- Data records:
━━━━

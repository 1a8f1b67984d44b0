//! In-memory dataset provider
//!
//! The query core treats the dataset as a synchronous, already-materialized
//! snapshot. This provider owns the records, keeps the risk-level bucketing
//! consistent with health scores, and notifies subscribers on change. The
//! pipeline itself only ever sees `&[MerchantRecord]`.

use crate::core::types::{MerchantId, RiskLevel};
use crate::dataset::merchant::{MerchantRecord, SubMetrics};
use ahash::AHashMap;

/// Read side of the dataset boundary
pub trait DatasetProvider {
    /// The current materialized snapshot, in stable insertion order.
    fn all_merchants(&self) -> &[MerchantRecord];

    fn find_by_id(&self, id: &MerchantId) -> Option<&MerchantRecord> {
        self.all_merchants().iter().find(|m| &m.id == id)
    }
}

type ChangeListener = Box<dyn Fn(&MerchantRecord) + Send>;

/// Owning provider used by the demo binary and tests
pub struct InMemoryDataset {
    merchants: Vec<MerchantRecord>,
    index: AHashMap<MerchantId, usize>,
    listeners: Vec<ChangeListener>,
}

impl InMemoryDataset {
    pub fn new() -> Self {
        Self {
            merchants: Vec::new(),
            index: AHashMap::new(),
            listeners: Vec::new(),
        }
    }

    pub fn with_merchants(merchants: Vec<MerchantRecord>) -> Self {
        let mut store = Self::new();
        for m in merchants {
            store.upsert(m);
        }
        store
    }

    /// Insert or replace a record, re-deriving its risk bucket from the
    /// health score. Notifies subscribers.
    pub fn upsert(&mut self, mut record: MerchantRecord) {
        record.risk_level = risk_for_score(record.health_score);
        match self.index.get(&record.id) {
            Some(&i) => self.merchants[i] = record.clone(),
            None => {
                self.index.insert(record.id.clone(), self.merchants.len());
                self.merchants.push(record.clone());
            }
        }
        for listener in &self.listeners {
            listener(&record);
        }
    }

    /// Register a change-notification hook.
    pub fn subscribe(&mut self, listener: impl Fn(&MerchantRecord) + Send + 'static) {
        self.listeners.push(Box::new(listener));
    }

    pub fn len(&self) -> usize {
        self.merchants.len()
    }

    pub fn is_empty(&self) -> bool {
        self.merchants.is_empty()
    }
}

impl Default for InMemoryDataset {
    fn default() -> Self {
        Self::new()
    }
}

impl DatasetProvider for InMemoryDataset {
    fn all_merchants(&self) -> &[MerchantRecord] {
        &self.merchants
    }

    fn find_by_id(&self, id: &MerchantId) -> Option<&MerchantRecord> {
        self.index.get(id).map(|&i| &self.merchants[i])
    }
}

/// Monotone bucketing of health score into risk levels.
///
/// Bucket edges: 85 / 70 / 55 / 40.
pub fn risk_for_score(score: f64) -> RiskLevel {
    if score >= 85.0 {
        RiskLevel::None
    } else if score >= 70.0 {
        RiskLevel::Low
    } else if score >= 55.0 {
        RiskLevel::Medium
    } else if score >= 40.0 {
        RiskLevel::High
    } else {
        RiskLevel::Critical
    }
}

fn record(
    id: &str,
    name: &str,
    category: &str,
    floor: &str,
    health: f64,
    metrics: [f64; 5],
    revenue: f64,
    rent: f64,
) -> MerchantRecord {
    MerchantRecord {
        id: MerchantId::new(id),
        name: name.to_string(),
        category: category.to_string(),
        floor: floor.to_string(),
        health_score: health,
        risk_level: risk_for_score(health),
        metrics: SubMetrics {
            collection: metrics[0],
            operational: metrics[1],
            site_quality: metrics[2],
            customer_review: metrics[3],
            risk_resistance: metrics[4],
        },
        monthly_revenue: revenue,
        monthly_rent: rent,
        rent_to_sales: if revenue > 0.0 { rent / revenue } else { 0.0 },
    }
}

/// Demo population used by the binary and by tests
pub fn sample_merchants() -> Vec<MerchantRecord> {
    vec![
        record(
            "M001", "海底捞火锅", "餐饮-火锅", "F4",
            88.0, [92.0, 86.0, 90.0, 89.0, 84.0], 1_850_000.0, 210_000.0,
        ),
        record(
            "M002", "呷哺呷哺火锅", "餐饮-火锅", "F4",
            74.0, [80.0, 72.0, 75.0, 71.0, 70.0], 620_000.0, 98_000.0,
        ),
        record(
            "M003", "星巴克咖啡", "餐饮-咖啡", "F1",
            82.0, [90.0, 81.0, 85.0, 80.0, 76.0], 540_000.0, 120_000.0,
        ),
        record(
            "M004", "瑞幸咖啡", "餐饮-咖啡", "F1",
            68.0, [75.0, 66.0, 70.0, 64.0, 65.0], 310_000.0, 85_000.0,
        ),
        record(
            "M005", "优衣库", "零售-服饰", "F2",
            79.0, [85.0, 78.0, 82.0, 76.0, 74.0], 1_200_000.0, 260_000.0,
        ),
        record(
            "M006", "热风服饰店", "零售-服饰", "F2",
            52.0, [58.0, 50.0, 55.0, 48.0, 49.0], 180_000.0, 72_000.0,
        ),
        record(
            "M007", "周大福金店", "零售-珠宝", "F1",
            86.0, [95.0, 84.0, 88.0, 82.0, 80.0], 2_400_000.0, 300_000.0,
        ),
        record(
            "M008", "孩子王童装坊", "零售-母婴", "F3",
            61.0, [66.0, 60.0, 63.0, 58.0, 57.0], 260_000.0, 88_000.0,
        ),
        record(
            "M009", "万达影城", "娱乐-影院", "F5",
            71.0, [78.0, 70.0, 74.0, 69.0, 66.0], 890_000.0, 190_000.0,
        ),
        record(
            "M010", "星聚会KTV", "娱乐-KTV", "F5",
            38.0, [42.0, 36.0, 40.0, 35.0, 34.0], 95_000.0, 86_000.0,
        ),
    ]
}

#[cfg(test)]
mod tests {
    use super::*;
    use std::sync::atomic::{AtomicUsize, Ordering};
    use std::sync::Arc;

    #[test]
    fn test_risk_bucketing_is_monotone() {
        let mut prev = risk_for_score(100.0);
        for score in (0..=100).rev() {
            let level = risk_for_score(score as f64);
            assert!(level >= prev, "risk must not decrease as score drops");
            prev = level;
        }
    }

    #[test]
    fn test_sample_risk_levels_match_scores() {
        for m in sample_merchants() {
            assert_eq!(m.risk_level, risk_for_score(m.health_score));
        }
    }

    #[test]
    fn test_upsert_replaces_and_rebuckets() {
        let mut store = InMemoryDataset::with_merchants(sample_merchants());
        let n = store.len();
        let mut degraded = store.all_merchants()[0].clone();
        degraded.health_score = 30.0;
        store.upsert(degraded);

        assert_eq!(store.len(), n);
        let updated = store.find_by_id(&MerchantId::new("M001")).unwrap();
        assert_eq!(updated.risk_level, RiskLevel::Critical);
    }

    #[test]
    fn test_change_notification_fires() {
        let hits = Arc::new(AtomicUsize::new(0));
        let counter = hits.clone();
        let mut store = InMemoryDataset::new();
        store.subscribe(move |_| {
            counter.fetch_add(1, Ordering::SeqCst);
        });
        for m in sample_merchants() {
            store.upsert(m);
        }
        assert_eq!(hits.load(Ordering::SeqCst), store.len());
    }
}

━━━━

- Brief:
Keep every word as given and return the full listing.

- Solution to the problem:
repository 1a8f1b67984d44b0
//! In-memory dataset provider
//!
//! The query core treats the dataset as a synchronous, already-materialized
//! snapshot. This provider owns the records, keeps the risk-level bucketing
//! consistent with health scores, and notifies subscribers on change. The
//! pipeline itself only ever sees `&[MerchantRecord]`.

use crate::core::types::{MerchantId, RiskLevel};
use crate::dataset::merchant::{MerchantRecord, SubMetrics};
use ahash::AHashMap;

/// Read side of the dataset boundary
pub trait DatasetProvider {
    /// The current materialized snapshot, in stable insertion order.
    fn all_merchants(&self) -> &[MerchantRecord];

    fn find_by_id(&self, id: &MerchantId) -> Option<&MerchantRecord> {
        self.all_merchants().iter().find(|m| &m.id == id)
    }
}

type ChangeListener = Box<dyn Fn(&MerchantRecord) + Send>;

/// Owning provider used by the demo binary and tests
pub struct InMemoryDataset {
    merchants: Vec<MerchantRecord>,
    index: AHashMap<MerchantId, usize>,
    listeners: Vec<ChangeListener>,
}

impl InMemoryDataset {
    pub fn new() -> Self {
        Self {
            merchants: Vec::new(),
            index: AHashMap::new(),
            listeners: Vec::new(),
        }
    }

    pub fn with_merchants(merchants: Vec<MerchantRecord>) -> Self {
        let mut store = Self::new();
        for m in merchants {
            store.upsert(m);
        }
        store
    }

    /// Insert or replace a record, re-deriving its risk bucket from the
    /// health score. Notifies subscribers.
    pub fn upsert(&mut self, mut record: MerchantRecord) {
        record.risk_level = risk_for_score(record.health_score);
        match self.index.get(&record.id) {
            Some(&i) => self.merchants[i] = record.clone(),
            None => {
                self.index.insert(record.id.clone(), self.merchants.len());
                self.merchants.push(record.clone());
            }
        }
        for listener in &self.listeners {
            listener(&record);
        }
    }

    /// Register a change-notification hook.
    pub fn subscribe(&mut self, listener: impl Fn(&MerchantRecord) + Send + 'static) {
        self.listeners.push(Box::new(listener));
    }

    pub fn len(&self) -> usize {
        self.merchants.len()
    }

    pub fn is_empty(&self) -> bool {
        self.merchants.is_empty()
    }
}

impl Default for InMemoryDataset {
    fn default() -> Self {
        Self::new()
    }
}

impl DatasetProvider for InMemoryDataset {
    fn all_merchants(&self) -> &[MerchantRecord] {
        &self.merchants
    }

    fn find_by_id(&self, id: &MerchantId) -> Option<&MerchantRecord> {
        self.index.get(id).map(|&i| &self.merchants[i])
    }
}

/// Monotone bucketing of health score into risk levels.
///
/// Bucket edges: 85 / 70 / 55 / 40.
pub fn risk_for_score(score: f64) -> RiskLevel {
    if score >= 85.0 {
        RiskLevel::None
    } else if score >= 70.0 {
        RiskLevel::Low
    } else if score >= 55.0 {
        RiskLevel::Medium
    } else if score >= 40.0 {
        RiskLevel::High
    } else {
        RiskLevel::Critical
    }
}

fn record(
    id: &str,
    name: &str,
    category: &str,
    floor: &str,
    health: f64,
    metrics: [f64; 5],
    revenue: f64,
    rent: f64,
) -> MerchantRecord {
    MerchantRecord {
        id: MerchantId::new(id),
        name: name.to_string(),
        category: category.to_string(),
        floor: floor.to_string(),
        health_score: health,
        risk_level: risk_for_score(health),
        metrics: SubMetrics {
            collection: metrics[0],
            operational: metrics[1],
            site_quality: metrics[2],
            customer_review: metrics[3],
            risk_resistance: metrics[4],
        },
        monthly_revenue: revenue,
        monthly_rent: rent,
        rent_to_sales: if revenue > 0.0 { rent / revenue } else { 0.0 },
    }
}

/// Demo population used by the binary and by tests
pub fn sample_merchants() -> Vec<MerchantRecord> {
    vec![
        record(
            "M001", "海底捞火锅", "餐饮-火锅", "F4",
            88.0, [92.0, 86.0, 90.0, 89.0, 84.0], 1_850_000.0, 210_000.0,
        ),
        record(
            "M002", "呷哺呷哺火锅", "餐饮-火锅", "F4",
            74.0, [80.0, 72.0, 75.0, 71.0, 70.0], 620_000.0, 98_000.0,
        ),
        record(
            "M003", "星巴克咖啡", "餐饮-咖啡", "F1",
            82.0, [90.0, 81.0, 85.0, 80.0, 76.0], 540_000.0, 120_000.0,
        ),
        record(
            "M004", "瑞幸咖啡", "餐饮-咖啡", "F1",
            68.0, [75.0, 66.0, 70.0, 64.0, 65.0], 310_000.0, 85_000.0,
        ),
        record(
            "M005", "优衣库", "零售-服饰", "F2",
            79.0, [85.0, 78.0, 82.0, 76.0, 74.0], 1_200_000.0, 260_000.0,
        ),
        record(
            "M006", "热风服饰店", "零售-服饰", "F2",
            52.0, [58.0, 50.0, 55.0, 48.0, 49.0], 180_000.0, 72_000.0,
        ),
        record(
            "M007", "周大福金店", "零售-珠宝", "F1",
            86.0, [95.0, 84.0, 88.0, 82.0, 80.0], 2_400_000.0, 300_000.0,
        ),
        record(
            "M008", "孩子王童装坊", "零售-母婴", "F3",
            61.0, [66.0, 60.0, 63.0, 58.0, 57.0], 260_000.0, 88_000.0,
        ),
        record(
            "M009", "万达影城", "娱乐-影院", "F5",
            71.0, [78.0, 70.0, 74.0, 69.0, 66.0], 890_000.0, 190_000.0,
        ),
        record(
            "M010", "星聚会KTV", "娱乐-KTV", "F5",
            38.0, [42.0, 36.0, 40.0, 35.0, 34.0], 95_000.0, 86_000.0,
        ),
    ]
}

#[cfg(test)]
mod tests {
    use super::*;
    use std::sync::atomic::{AtomicUsize, Ordering};
    use std::sync::Arc;

    #[test]
    fn test_risk_bucketing_is_monotone() {
        let mut prev = risk_for_score(100.0);
        for score in (0..=100).rev() {
            let level = risk_for_score(score as f64);
            assert!(level >= prev, "risk must not decrease as score drops");
            prev = level;
        }
    }

    #[test]
    fn test_sample_risk_levels_match_scores() {
        for m in sample_merchants() {
            assert_eq!(m.risk_level, risk_for_score(m.health_score));
        }
    }

    #[test]
    fn test_upsert_replaces_and_rebuckets() {
        let mut store = InMemoryDataset::with_merchants(sample_merchants());
        let n = store.len();
        let mut degraded = store.all_merchants()[0].clone();
        degraded.health_score = 30.0;
        store.upsert(degraded);

        assert_eq!(store.len(), n);
        let updated = store.find_by_id(&MerchantId::new("M001")).unwrap();
        assert_eq!(updated.risk_level, RiskLevel::Critical);
    }

    #[test]
    fn test_change_notification_fires() {
        let hits = Arc::new(AtomicUsize::new(0));
        let counter = hits.clone();
        let mut store = InMemoryDataset::new();
        store.subscribe(move |_| {
            counter.fetch_add(1, Ordering::SeqCst);
        });
        for m in sample_merchants() {
            store.upsert(m);
        }
        assert_eq!(hits.load(Ordering::SeqCst), store.len());
    }
}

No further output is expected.